During garbage collection, the rest of the hash blocks are brought in memory, which is 76MB. For shadow key blocks used during index compaction, we only need one bucket at a time, 38KB. If we perform garbage collection on 2% of the data files, average cost is 1.5MB. Overall, Venger Index has a memory cost of 2.8 byte per key.

Note that most of the memory cost comes from the bloom filters, which we use just the standard implementation. Replacing it with more advanced implementations such as perfect hashing would lead to even more memory saving without sacrificing performance.

2. Data Files

Based on the description above, the Venger Index only requires two things from the data file, 1) 34b addressable, and 2) to be notified of garbage collection start and end. It does not need to know how data are organized inside a data file, leaving a lot of room to improve write amplification. Below are two example implementations of data files.

2.1 Circular Data File

A simple layout is a logical circle. A continuous portion of the circle contains the data, as shown in Figure 6. New records are always appended at the tail end. A garbage collector reads from head of the data, discarding expired or deleted records, and rewrite the alive records at the tail end. As both the new data and the old data are appended at the tail end, the garbage collector slowly mixes new data with old, like kneading a dough. Overtime, different age records are distributed at different places on the circle.

Figure 6 Circular Data File

Write amplification induced by the garbage collector depends on portion of the obsolete data in the data file. If we allow 10% of obsolete data in the store, assuming the data file is 10G, then one scan of the entire file rewrites 9G of the existing data, to make room for 1G of new records, resulting a write amplification of 10. Obviously more extra space would result in lower write amplification.

2.2 Multi-Stream Data File

A problem with the circular file is mixing of records with different time to live (TTL). The garbage collector has to constantly rewrite living records while discarding dead ones.

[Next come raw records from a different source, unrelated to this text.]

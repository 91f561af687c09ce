//! Tables shared by several pages.

use analytics::{AnalyticsError, Cell, Measure, Stats, Table, group_by};
use core_types::{Dimension, FillRecord, FlowRecord, PRICE_DP, QuoteRecord, Record};
use rust_decimal::Decimal;
use std::collections::BTreeMap;

pub const RAW_DATA: &str = "Raw Data";

pub fn raw_flows(rows: &[&FlowRecord]) -> Result<Table, AnalyticsError> {
    let mut table = Table::new(RAW_DATA, ["Date", "Bank", "Sector", "Asset_Class", "Flow"]);
    for row in rows {
        table.push_row(vec![
            row.date.into(),
            row.bank.as_str().into(),
            row.sector.as_str().into(),
            row.asset_class.as_str().into(),
            row.flow.into(),
        ])?;
    }
    Ok(table)
}

pub fn raw_quotes(rows: &[&QuoteRecord]) -> Result<Table, AnalyticsError> {
    let mut table = Table::new(
        RAW_DATA,
        ["Date", "Broker", "Region", "Quote", "Execution", "Slippage"],
    );
    for row in rows {
        table.push_row(vec![
            row.date.into(),
            row.broker.as_str().into(),
            row.region.as_str().into(),
            row.quote.into(),
            row.execution.into(),
            row.slippage.into(),
        ])?;
    }
    Ok(table)
}

/// The asset type column is only present when the fills carry one.
pub fn raw_fills(rows: &[&FillRecord], with_asset_type: bool) -> Result<Table, AnalyticsError> {
    let mut columns = vec!["Date", "Broker"];
    if with_asset_type {
        columns.push(Dimension::AssetClass.label());
    }
    columns.extend([
        "Instrument",
        "Side",
        "Quantity",
        "avgFill",
        "samplePrice",
        "Slippage",
    ]);

    let mut table = Table::new(RAW_DATA, columns);
    for row in rows {
        let mut cells: Vec<Cell> = vec![row.date.into(), row.broker.as_str().into()];
        if with_asset_type {
            cells.push(row.asset_type.clone().map_or(Cell::Empty, Cell::Text));
        }
        cells.extend([
            row.instrument.as_str().into(),
            row.side.as_str().into(),
            row.quantity.into(),
            row.avg_fill.into(),
            row.sample_price.into(),
            row.slippage.into(),
        ]);
        table.push_row(cells)?;
    }
    Ok(table)
}

/// Trade count, total quantity and slippage per combination of `keys`.
///
/// Groups are sorted by their key values; decimals are rounded to two places.
pub fn fill_aggregate(
    title: &str,
    rows: &[&FillRecord],
    keys: &[Dimension],
) -> Result<Table, AnalyticsError> {
    let groups = group_by(rows.iter().copied(), |row| {
        keys.iter()
            .map(|d| row.dimension(*d).unwrap_or_default().to_string())
            .collect::<Vec<_>>()
    });

    let mut columns: Vec<String> = keys.iter().map(|d| d.label().to_string()).collect();
    columns.extend(
        ["Trades", "Total_Quantity", "Avg_Slippage", "Total_Slippage"].map(String::from),
    );
    let mut table = Table::new(title, columns);

    for (key, members) in groups {
        let slippage: Stats = members.iter().map(|r| r.slippage).collect();
        let quantity: u64 = members.iter().map(|r| u64::from(r.quantity)).sum();
        let mut cells: Vec<Cell> = key.into_iter().map(Cell::Text).collect();
        cells.extend([
            slippage.count.into(),
            Cell::Int(quantity as i64),
            slippage.mean().map(|m| m.round_dp(PRICE_DP)).into(),
            slippage.sum.round_dp(PRICE_DP).into(),
        ]);
        table.push_row(cells)?;
    }
    Ok(table)
}

/// Rounds an optional aggregate for display.
pub(crate) fn round(value: Option<Decimal>) -> Option<Decimal> {
    value.map(|v| v.round_dp(PRICE_DP))
}

/// One-key groups as chart points, in key order.
pub(crate) fn points<K>(
    groups: BTreeMap<K, Stats>,
    label: impl Fn(K) -> String,
    measure: Measure,
) -> Vec<(String, Option<Decimal>)> {
    groups
        .into_iter()
        .map(|(key, stats)| (label(key), round(stats.measure(measure))))
        .collect()
}
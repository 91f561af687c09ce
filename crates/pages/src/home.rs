use crate::Page;
use crate::error::PageError;
use crate::panel::{FilterPanel, FilterSelection, Placement};
use crate::view::{Link, PageView, ViewSection};
use configuration::{Navigation, PageEntry, PageId};

/// The landing page. Everything on it comes from the navigation file.
pub struct HomePage {
    navigation: Navigation,
}

impl HomePage {
    pub fn new(navigation: Navigation) -> Self {
        Self { navigation }
    }
}

impl Page for HomePage {
    fn id(&self) -> PageId {
        PageId::Home
    }

    fn title(&self) -> &str {
        &self.navigation.title
    }

    fn panel(&self) -> FilterPanel {
        FilterPanel::new(Placement::Sidebar)
    }

    fn render(&self, _selection: &FilterSelection) -> Result<PageView, PageError> {
        let link = |entry: &PageEntry| Link {
            title: entry.title.clone(),
            icon: entry.icon.clone(),
            path: entry.path.clone(),
            description: entry.description.clone(),
        };

        let mut welcome = ViewSection::new("Welcome");
        welcome.paragraphs.push(self.navigation.welcome.clone());
        let mut view = PageView::new(self.id(), &self.navigation.title).section(welcome);

        for section in &self.navigation.sections {
            let heading = format!("{} {}", section.icon, section.title);
            let mut overview = ViewSection::new(heading.trim());
            overview.links = section.pages.iter().map(link).collect();
            view = view.section(overview);
        }

        let mut quick = ViewSection::new("Quick Navigation");
        quick.links = self.navigation.entries().map(link).collect();
        Ok(view.section(quick))
    }
}

#[cfg(test)]
mod tests {
    use super::*;

    #[test]
    fn test_landing_page_lists_every_section_and_page() {
        let page = HomePage::new(Navigation::default());
        let view = page.render(&FilterSelection::new()).unwrap();

        let headings: Vec<&str> = view.sections.iter().map(|s| s.heading.as_str()).collect();
        assert_eq!(
            headings,
            vec!["Welcome", "📈 Broker Stats", "💹 CDS", "Quick Navigation"]
        );
        assert_eq!(view.sections[1].links.len(), 3);
        assert_eq!(view.sections[2].links.len(), 2);
        let quick: Vec<&str> = view.sections[3]
            .links
            .iter()
            .map(|l| l.path.as_str())
            .collect();
        assert_eq!(
            quick,
            vec![
                "broker_flow",
                "winning_trades",
                "counterparty_flows",
                "best_brokers",
                "full_report"
            ]
        );
        assert!(view.filters.is_none());
        assert!(page.panel().controls.is_empty());
    }
}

If we know the TTL of each record, then we can group data records together that are likely to die at the same time, thus further reduce write amplification.

Figure 7 Multi-Stream

We are implementing a new multi-stream data file, illustrated in Figure 7. Here we assume that we know the TTL for each record; delete and overwrite (operations that shorten TTL unexpectedly) are rare, or mostly happen to fresh data.

Here a single data file is split into multiple logic streams. Each stream is a list of physical SSD pages forming a logical belt that can grow and shrink dynamically. The tail page can be in memory to avoid fragmentation. The new records are appended to the tail end of the fresh stream. A garbage collector picks records from the head of the fresh stream, and append them to a stream's tail end based on the record's remaining TTL. It also discards expired records from each streams' head, freeing up spaces. Except for the last stream, where alive records are again appended to the tail.

This way, we use the fresh stream to catch deletions and overwrites to fresh records. And for records that survive fresh stream, and live shorter than two weeks, we have write amplification only 2. A long living record are rewritten once every two weeks. For data sets with no deletion or overwriting (e.g. event logs), we can skip the fresh stream and get rid of write amplification.

3. Conclusion

Here we present Venger Index, an alternative option to LSM tree for a storage system, when memory efficiency is required, but data sorting is not. Removing data sorting leads to reduced I/O cost, and prolonged SSD life. At the same time, hash based index can effetely reduce load unbalancing, a valuable property in large scale distributed storage systems.

Venger Index is implemented as part of Exabyte Store, open sourced Key-Value pair storage engine.